A) Baisse de l’APL : Macron y pensait déjà en 2016

Source : http://www.liberation.fr/france/201...

Dans un échange de mails entre Emmanuel Macron et ses conseillers datant d’août 2016, la réduction « brutale » de l’APL est ouvertement évoquée. Où l’on apprend que le futur candidat à l’Elysée est favorable à un « programme de réduction rapide ».

Voilà qui est fâcheux. Depuis l’annonce, en fin de semaine dernière, d’une baisse de cinq euros par mois de l’aide personnalisée au logement (APL), l’exécutif s’abrite sous un parapluie politique : cette décision remonterait au gouvernement Valls puisque la réduction des APL figure dans un document estampillé Matignon datant de juin 2016.

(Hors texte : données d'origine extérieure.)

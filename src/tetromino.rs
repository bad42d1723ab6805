use rand::rngs::StdRng;
use rand::{Rng, SeedableRng};

// ============================================================================
// Types
// ============================================================================

#[derive(Clone, Copy, PartialEq, Eq, Debug, Hash)]
pub enum TetrominoType {
    I,
    O,
    T,
    S,
    Z,
    J,
    L,
}

impl TetrominoType {
    pub const ALL: [TetrominoType; 7] = [
        TetrominoType::I,
        TetrominoType::O,
        TetrominoType::T,
        TetrominoType::S,
        TetrominoType::Z,
        TetrominoType::J,
        TetrominoType::L,
    ];

    /// Zero-based kind index, in `ALL` order.
    pub fn index(&self) -> usize {
        match self {
            TetrominoType::I => 0,
            TetrominoType::O => 1,
            TetrominoType::T => 2,
            TetrominoType::S => 3,
            TetrominoType::Z => 4,
            TetrominoType::J => 5,
            TetrominoType::L => 6,
        }
    }

    /// Color-class id stored in the board, 1..=7.
    pub fn color(&self) -> u8 {
        self.index() as u8 + 1
    }

    /// Spawn orientation as a square 0/1 matrix.
    fn template(&self) -> &'static [&'static [u8]] {
        match self {
            TetrominoType::I => &[&[0, 0, 0, 0], &[1, 1, 1, 1], &[0, 0, 0, 0], &[0, 0, 0, 0]],
            TetrominoType::O => &[&[1, 1], &[1, 1]],
            TetrominoType::T => &[&[0, 1, 0], &[1, 1, 1], &[0, 0, 0]],
            TetrominoType::S => &[&[0, 1, 1], &[1, 1, 0], &[0, 0, 0]],
            TetrominoType::Z => &[&[1, 1, 0], &[0, 1, 1], &[0, 0, 0]],
            TetrominoType::J => &[&[1, 0, 0], &[1, 1, 1], &[0, 0, 0]],
            TetrominoType::L => &[&[0, 0, 1], &[1, 1, 1], &[0, 0, 0]],
        }
    }

    /// A fresh copy of the spawn shape; never shares storage with the template.
    pub fn shape(&self) -> Shape {
        Shape::from_rows(
            self.template()
                .iter()
                .map(|row| row.iter().map(|&cell| cell != 0).collect())
                .collect(),
        )
    }
}

/// Square occupancy matrix of a piece, indexed `[row][col]`.
#[derive(Clone, PartialEq, Eq, Debug)]
pub struct Shape {
    rows: Vec<Vec<bool>>,
}

impl Shape {
    /// Builds a shape from its rows. Rotation is only defined for square
    /// matrices, so callers must pass N rows of N cells.
    pub fn from_rows(rows: Vec<Vec<bool>>) -> Self {
        debug_assert!(rows.iter().all(|row| row.len() == rows.len()));
        Self { rows }
    }

    /// Side length of the bounding box.
    pub fn size(&self) -> usize {
        self.rows.len()
    }

    /// Width of the bounding box, used to center the piece at spawn.
    pub fn width(&self) -> usize {
        self.rows.first().map_or(0, Vec::len)
    }

    pub fn rows(&self) -> &[Vec<bool>] {
        &self.rows
    }

    pub fn is_occupied(&self, col: usize, row: usize) -> bool {
        self.rows
            .get(row)
            .and_then(|r| r.get(col))
            .copied()
            .unwrap_or(false)
    }

    /// Offsets `(col, row)` of the occupied cells, row-major.
    pub fn cells(&self) -> impl Iterator<Item = (i16, i16)> + '_ {
        self.rows.iter().enumerate().flat_map(|(row, cells)| {
            cells
                .iter()
                .enumerate()
                .filter(|(_, filled)| **filled)
                .map(move |(col, _)| (col as i16, row as i16))
        })
    }

    /// 90 degrees clockwise: `result[col][n - 1 - row] = self[row][col]`.
    pub fn rotated_cw(&self) -> Shape {
        let n = self.size();
        let mut rows = vec![vec![false; n]; n];
        for (row, cells) in self.rows.iter().enumerate() {
            for (col, &filled) in cells.iter().enumerate() {
                rows[col][n - 1 - row] = filled;
            }
        }
        Shape { rows }
    }

    /// Three clockwise turns.
    pub fn rotated_ccw(&self) -> Shape {
        self.rotated_cw().rotated_cw().rotated_cw()
    }
}

#[derive(Clone, PartialEq, Eq, Debug)]
pub struct Tetromino {
    pub tetromino_type: TetrominoType,
    pub shape: Shape,
}

impl Tetromino {
    pub fn new(tetromino_type: TetrominoType) -> Self {
        Self {
            tetromino_type,
            shape: tetromino_type.shape(),
        }
    }

    pub fn color(&self) -> u8 {
        self.tetromino_type.color()
    }
}

// ============================================================================
// Piece Provider Trait
// ============================================================================

/// Source of upcoming piece kinds. The engine draws from it at start,
/// at every lock and on restart.
pub trait PieceProvider {
    fn next_piece(&mut self) -> TetrominoType;
}

/// Uniform choice over the seven kinds.
pub struct RandomPieceProvider {
    rng: StdRng,
}

impl RandomPieceProvider {
    pub fn from_entropy() -> Self {
        Self {
            rng: StdRng::from_entropy(),
        }
    }

    pub fn seeded(seed: u64) -> Self {
        Self {
            rng: StdRng::seed_from_u64(seed),
        }
    }
}

impl Default for RandomPieceProvider {
    fn default() -> Self {
        Self::from_entropy()
    }
}

impl PieceProvider for RandomPieceProvider {
    fn next_piece(&mut self) -> TetrominoType {
        TetrominoType::ALL[self.rng.gen_range(0..TetrominoType::ALL.len())]
    }
}

/// Replays a fixed list of kinds, cycling when it runs out.
pub struct SequencePieceProvider {
    pieces: Vec<TetrominoType>,
    index: usize,
}

impl SequencePieceProvider {
    pub fn new(pieces: Vec<TetrominoType>) -> Self {
        assert!(!pieces.is_empty(), "piece sequence must not be empty");
        Self { pieces, index: 0 }
    }
}

impl PieceProvider for SequencePieceProvider {
    fn next_piece(&mut self) -> TetrominoType {
        let piece = self.pieces[self.index % self.pieces.len()];
        self.index += 1;
        piece
    }
}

Le hic c’est que cette lettre de cadrage – première brique de l’élaboration du budget – a ensuite été démentie dans les faits, le gouvernement écartant toute baisse de l’aide au logement dans le projet de loi de Finances 2017. L’ancien ministre du Budget Christian Eckert, qui s’est fendu d’un billet de blog sur le sujet mardi, rappelle que l’APL ont même été augmentées de 400 millions dans le document final adopté fin 2016.

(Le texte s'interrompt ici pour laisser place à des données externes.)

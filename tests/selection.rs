use classlink::connector::AnchorEnd;
use classlink::{Diagram, History, NodeKind, Scene, Selectable, Selection};
use eframe::egui;

fn assert_close(a: egui::Pos2, b: egui::Pos2) {
    assert!(a.distance(b) < 1e-3, "{a:?} != {b:?}");
}

struct Editor {
    diagram: Diagram,
    history: History,
    selection: Selection<Selectable>,
}

impl Editor {
    fn new(diagram: Diagram) -> Self {
        let history = History::new(&diagram, 50);
        Self {
            diagram,
            history,
            selection: Selection::default(),
        }
    }

    /// Mirrors the app: the baseline only advances between gestures.
    fn settle(&mut self) {
        if !self.selection.is_pointer_down() {
            self.history.settle(&self.diagram);
        }
    }

    fn down(&mut self, at: egui::Pos2, multi: bool) {
        self.selection
            .pointer_down(&mut self.diagram, at, multi, &mut self.history);
        self.settle();
    }

    fn drag_to(&mut self, from: egui::Pos2, to: egui::Pos2) {
        self.selection
            .pointer_move(&mut self.diagram, to, to - from, &mut self.history);
        self.settle();
    }

    fn up(&mut self, at: egui::Pos2) {
        self.selection.pointer_up(&mut self.diagram, at);
        self.settle();
    }

    fn gesture(&mut self, from: egui::Pos2, to: egui::Pos2, multi: bool) {
        self.down(from, multi);
        self.drag_to(from, to);
        self.up(to);
    }
}

#[test]
fn rubber_band_selects_enclosed_items_only() {
    let mut diagram = Diagram::default();
    let a = diagram.add_association(egui::pos2(70.0, 50.0));
    let b = diagram.add_association(egui::pos2(70.0, 150.0));
    let far = diagram.add_class(egui::pos2(600.0, 600.0));
    let mut ed = Editor::new(diagram);

    ed.gesture(egui::pos2(0.0, 0.0), egui::pos2(200.0, 200.0), false);

    assert!(ed.selection.is_selected(Selectable::Association(a)));
    assert!(ed.selection.is_selected(Selectable::Association(b)));
    assert!(!ed.selection.is_selected(Selectable::Class(far)));
    assert_eq!(ed.selection.len(), 2);
    assert!(ed.selection.rubber_band().is_none());
    assert!(!ed.history.can_undo());
}

#[test]
fn waypoint_press_is_always_exclusive() {
    let mut diagram = Diagram::default();
    let a = diagram.add_association(egui::pos2(70.0, 50.0));
    let b = diagram.add_association(egui::pos2(70.0, 150.0));
    let mut ed = Editor::new(diagram);
    ed.selection
        .select_only([Selectable::Association(a), Selectable::Association(b)]);

    ed.down(egui::pos2(70.0, 52.0), true);

    assert_eq!(ed.selection.len(), 1);
    assert!(matches!(
        ed.selection.items()[0],
        Selectable::Waypoint { association, .. } if association == a
    ));
}

#[test]
fn dragging_an_edge_bends_it_with_one_checkpoint() {
    let mut diagram = Diagram::default();
    let a = diagram.add_association(egui::pos2(100.0, 100.0));
    let mut ed = Editor::new(diagram);

    ed.down(egui::pos2(100.0, 102.0), false);
    ed.drag_to(egui::pos2(100.0, 102.0), egui::pos2(100.0, 122.0));
    ed.drag_to(egui::pos2(100.0, 122.0), egui::pos2(100.0, 142.0));
    ed.up(egui::pos2(100.0, 142.0));

    let chain = ed.diagram.connector(a).unwrap().chain();
    assert_eq!(chain.node_count(), 3);
    let bend = chain.next(chain.start()).unwrap();
    assert_eq!(chain.kind(bend), Some(NodeKind::Intermediate));
    assert!(chain.position(bend).unwrap().distance(egui::pos2(100.0, 140.0)) < 1e-3);
    assert!(ed.selection.is_empty());

    assert_eq!(ed.history.undo_depth(), 1);
    assert!(ed.history.undo(&mut ed.diagram));
    assert_eq!(ed.diagram.connector(a).unwrap().chain().node_count(), 2);
}

#[test]
fn dragging_bend_onto_neighbour_removes_it() {
    let mut diagram = Diagram::default();
    let a = diagram.add_association(egui::pos2(100.0, 100.0));
    let mut ed = Editor::new(diagram);

    ed.gesture(egui::pos2(100.0, 100.0), egui::pos2(147.0, 100.0), false);

    let chain = ed.diagram.connector(a).unwrap().chain();
    assert_eq!(chain.node_count(), 2);
    assert_eq!(chain.next(chain.start()), Some(chain.end()));
}

#[test]
fn repeated_bend_and_merge_compacts_when_idle() {
    let mut diagram = Diagram::default();
    let a = diagram.add_association(egui::pos2(100.0, 100.0));
    let mut ed = Editor::new(diagram);

    for _ in 0..3 {
        ed.gesture(egui::pos2(100.0, 100.0), egui::pos2(147.0, 100.0), false);
    }
    let chain = ed.diagram.connector(a).unwrap().chain();
    assert_eq!(chain.node_count(), 2);
    assert_eq!(chain.tombstones(), 3);

    assert!(ed.selection.is_empty());
    assert_eq!(ed.diagram.compact_chains(), 1);
    let chain = ed.diagram.connector(a).unwrap().chain();
    assert_eq!(chain.tombstones(), 0);
    assert_eq!(chain.positions(), vec![egui::pos2(50.0, 100.0), egui::pos2(150.0, 100.0)]);
    assert_eq!(ed.diagram.compact_chains(), 0);
}

#[test]
fn lost_release_does_not_merge_the_next_edit_into_the_drag() {
    let mut diagram = Diagram::default();
    let a = diagram.add_association(egui::pos2(100.0, 100.0));
    let c = diagram.add_class(egui::pos2(400.0, 400.0));
    let mut ed = Editor::new(diagram);

    ed.down(egui::pos2(100.0, 102.0), false);
    ed.drag_to(egui::pos2(100.0, 102.0), egui::pos2(100.0, 142.0));
    // The button came up outside the canvas.
    assert!(ed.selection.release_if_button_up(&mut ed.diagram, false));
    ed.settle();

    assert_eq!(ed.diagram.remove_items(&[Selectable::Class(c)], &mut ed.history), 1);
    ed.settle();

    assert!(ed.history.undo(&mut ed.diagram));
    assert!(ed.diagram.class(c).is_some());
    assert_eq!(ed.diagram.connector(a).unwrap().chain().node_count(), 3);
}

#[test]
fn whole_association_spawns_bend_point() {
    let mut diagram = Diagram::default();
    let a = diagram.add_association(egui::pos2(100.0, 100.0));
    let mut history = History::new(&diagram, 10);

    let spawned = diagram
        .try_spawn(Selectable::Association(a), egui::pos2(90.0, 95.0), &mut history)
        .unwrap();
    let Selectable::Waypoint { association, node } = spawned else {
        panic!("expected a waypoint, got {spawned:?}");
    };
    assert_eq!(association, a);
    assert_eq!(diagram.connector(a).unwrap().chain().kind(node), Some(NodeKind::Intermediate));
    assert!(history.can_undo());

    let c = diagram.add_class(egui::pos2(400.0, 400.0));
    assert!(diagram.try_spawn(Selectable::Class(c), egui::pos2(400.0, 400.0), &mut history).is_none());
}

#[test]
fn attached_anchor_follows_its_class() {
    let mut diagram = Diagram::default();
    let class = diagram.add_class(egui::pos2(400.0, 400.0));
    let a = diagram.add_association(egui::pos2(100.0, 100.0));
    let mut ed = Editor::new(diagram);

    ed.gesture(egui::pos2(150.0, 100.0), egui::pos2(400.0, 400.0), false);
    let connector = ed.diagram.connector(a).unwrap();
    assert_eq!(connector.attachment(AnchorEnd::End), Some(class));
    assert_eq!(connector.attachment(AnchorEnd::Start), None);

    ed.gesture(egui::pos2(480.0, 370.0), egui::pos2(490.0, 380.0), false);
    assert_eq!(ed.selection.items(), &[Selectable::Class(class)]);
    let chain = ed.diagram.connector(a).unwrap().chain();
    assert_eq!(chain.position(chain.end()), Some(egui::pos2(410.0, 410.0)));
    assert_eq!(chain.position(chain.start()), Some(egui::pos2(50.0, 100.0)));
}

#[test]
fn anchor_dropped_on_empty_canvas_detaches() {
    let mut diagram = Diagram::default();
    let class = diagram.add_class(egui::pos2(400.0, 400.0));
    let a = diagram.add_association(egui::pos2(100.0, 100.0));
    diagram
        .connector_mut(a)
        .unwrap()
        .set_attachment(AnchorEnd::Start, Some(class));
    let mut ed = Editor::new(diagram);

    ed.gesture(egui::pos2(50.0, 100.0), egui::pos2(20.0, 100.0), false);

    assert_eq!(ed.diagram.connector(a).unwrap().attachment(AnchorEnd::Start), None);
}

#[test]
fn class_dragged_off_canvas_is_pulled_back() {
    let mut diagram = Diagram::default();
    let class = diagram.add_class(egui::pos2(200.0, 200.0));
    let mut ed = Editor::new(diagram);
    let grip = ed.diagram.class(class).unwrap().bounds().center();

    ed.gesture(grip, grip - egui::vec2(500.0, 0.0), false);

    let min = ed.diagram.class(class).unwrap().bounds().min;
    assert_eq!(min.x, 0.0);
    assert!(min.y > 0.0);
}

#[test]
fn multi_select_moves_everything_once() {
    let mut diagram = Diagram::default();
    let left = diagram.add_class(egui::pos2(200.0, 200.0));
    let right = diagram.add_class(egui::pos2(600.0, 200.0));
    let mut ed = Editor::new(diagram);
    let l = ed.diagram.class(left).unwrap().bounds().center();
    let r = ed.diagram.class(right).unwrap().bounds().center();

    ed.down(l, false);
    ed.up(l);
    ed.down(r, true);
    ed.drag_to(r, r + egui::vec2(10.0, 5.0));
    ed.up(r + egui::vec2(10.0, 5.0));

    assert_eq!(ed.selection.len(), 2);
    assert_close(ed.diagram.class(left).unwrap().bounds().center(), l + egui::vec2(10.0, 5.0));
    assert_close(ed.diagram.class(right).unwrap().bounds().center(), r + egui::vec2(10.0, 5.0));
    assert_eq!(ed.history.undo_depth(), 1);
}

#[test]
fn abandoned_gesture_does_not_leak() {
    let mut diagram = Diagram::default();
    let class = diagram.add_class(egui::pos2(200.0, 200.0));
    let mut ed = Editor::new(diagram);
    let grip = ed.diagram.class(class).unwrap().bounds().center();

    ed.down(egui::pos2(600.0, 600.0), false);
    ed.drag_to(egui::pos2(600.0, 600.0), egui::pos2(700.0, 700.0));
    // pointer-up lost
    ed.down(grip, false);
    assert!(ed.selection.rubber_band().is_none());
    ed.drag_to(grip, grip + egui::vec2(5.0, 0.0));
    assert!(ed.selection.is_dragging());
    ed.up(grip + egui::vec2(5.0, 0.0));

    assert_close(ed.diagram.class(class).unwrap().bounds().center(), grip + egui::vec2(5.0, 0.0));
}

#[test]
fn stray_pointer_up_changes_nothing() {
    let mut diagram = Diagram::default();
    let class = diagram.add_class(egui::pos2(200.0, 200.0));
    let before = diagram.clone();
    let mut ed = Editor::new(diagram);
    ed.selection.select_only([Selectable::Class(class)]);

    ed.up(egui::pos2(10.0, 10.0));
    ed.drag_to(egui::pos2(10.0, 10.0), egui::pos2(50.0, 50.0));

    assert_eq!(ed.diagram, before);
    assert_eq!(ed.selection.items(), &[Selectable::Class(class)]);
}

#[test]
fn deleting_a_class_detaches_its_anchors() {
    let mut diagram = Diagram::default();
    let class = diagram.add_class(egui::pos2(400.0, 400.0));
    let a = diagram.add_association(egui::pos2(100.0, 100.0));
    diagram
        .connector_mut(a)
        .unwrap()
        .set_attachment(AnchorEnd::End, Some(class));
    let mut history = History::new(&diagram, 10);

    let removed = diagram.remove_items(&[Selectable::Class(class)], &mut history);

    assert_eq!(removed, 1);
    assert!(diagram.class(class).is_none());
    assert_eq!(diagram.connector(a).unwrap().attachment(AnchorEnd::End), None);
    assert_eq!(history.undo_depth(), 1);
}

#[test]
fn deleting_an_anchor_removes_its_association() {
    let mut diagram = Diagram::default();
    let a = diagram.add_association(egui::pos2(100.0, 100.0));
    let start = diagram.connector(a).unwrap().chain().start();
    let mut history = History::new(&diagram, 10);

    let removed = diagram.remove_items(
        &[Selectable::Waypoint {
            association: a,
            node: start,
        }],
        &mut history,
    );

    assert_eq!(removed, 1);
    assert!(diagram.elements().is_empty());
}

#[test]
fn nothing_to_delete_takes_no_checkpoint() {
    let mut diagram = Diagram::default();
    let mut history = History::new(&diagram, 10);
    assert_eq!(diagram.remove_items(&[Selectable::Class(42)], &mut history), 0);
    assert!(!history.can_undo());
}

« Les réduire brutalement »

Là où ça se complique un peu plus pour la majorité actuelle c’est que le site la Lettre A a déterré un échange de mails, que Libération a également pu consulter, dans les documents numériques piratés d’En marche, les « MacronLeaks ». Où l’on comprend que cette baisse de l’APL est en débat autour du futur candidat à l’Elysée pendant l’été 2016.

Ancien conseiller de François Hollande à l’Elysée et membre du « Pool Idées » du parti macroniste, Xavier Piechaczyk, adresse une note de quatre pages avec sept questions sur le logement le 16 août 2016 à deux proches de Macron. Sur l’APL, Piechaczyk s’interroge. Faut-il : « Les réduire brutalement pour inciter à la baisse des loyers ? Les réduire progressivement (ie. sur cinq à dix ans) ? Les maintenir faute de mieux et trouver d’autres leviers pour faire baisser les prix ? »

« Transformer » la société

Emmanuel Macron envoie ses réponses le lendemain, mettant en copie trois autres membres de son premier cercle : Alexis Kohler, Ismaël Emelien, qui le conseillent aujourd’hui à l’Elysée, et Julien Denormandie, secrétaire d’Etat auprès du ministre chargé de la Cohésion des territoires, un portefeuille comprenant le logement. Sur ce « sujet essentiel », Macron préconise « un programme de réduction rapide » de l’APL. « Surtout, il faut d’abord les différencier selon le prix réel du logement (zone tendue/non tendue), les remplacer en trois ans en zone tendue par un déblocage du foncier et une accélération de la production et les cibler sur les publics très fragiles », précise celui qui est alors ministre de l’Economie pour encore quelques jours.

près une semaine de polémique sur le thème « Macron président des riches », qui réforme l’ISF mais baisse l’APL, le chef de l’Etat a resserré les boulons lors du Conseil des ministres vendredi. Appelant son gouvernement à « transformer » la société. Selon des propos rapportés par le porte-parole du gouvernement, Christophe Castaner, Macron a expliqué à ses ministres que leur « vocation » ne pouvait « pas se limiter à la bonne gestion ». Bercy, qui a remporté l’arbitrage sur la baisse de l’APL aux dépens du ministère de la Cohésion des territoires, appréciera.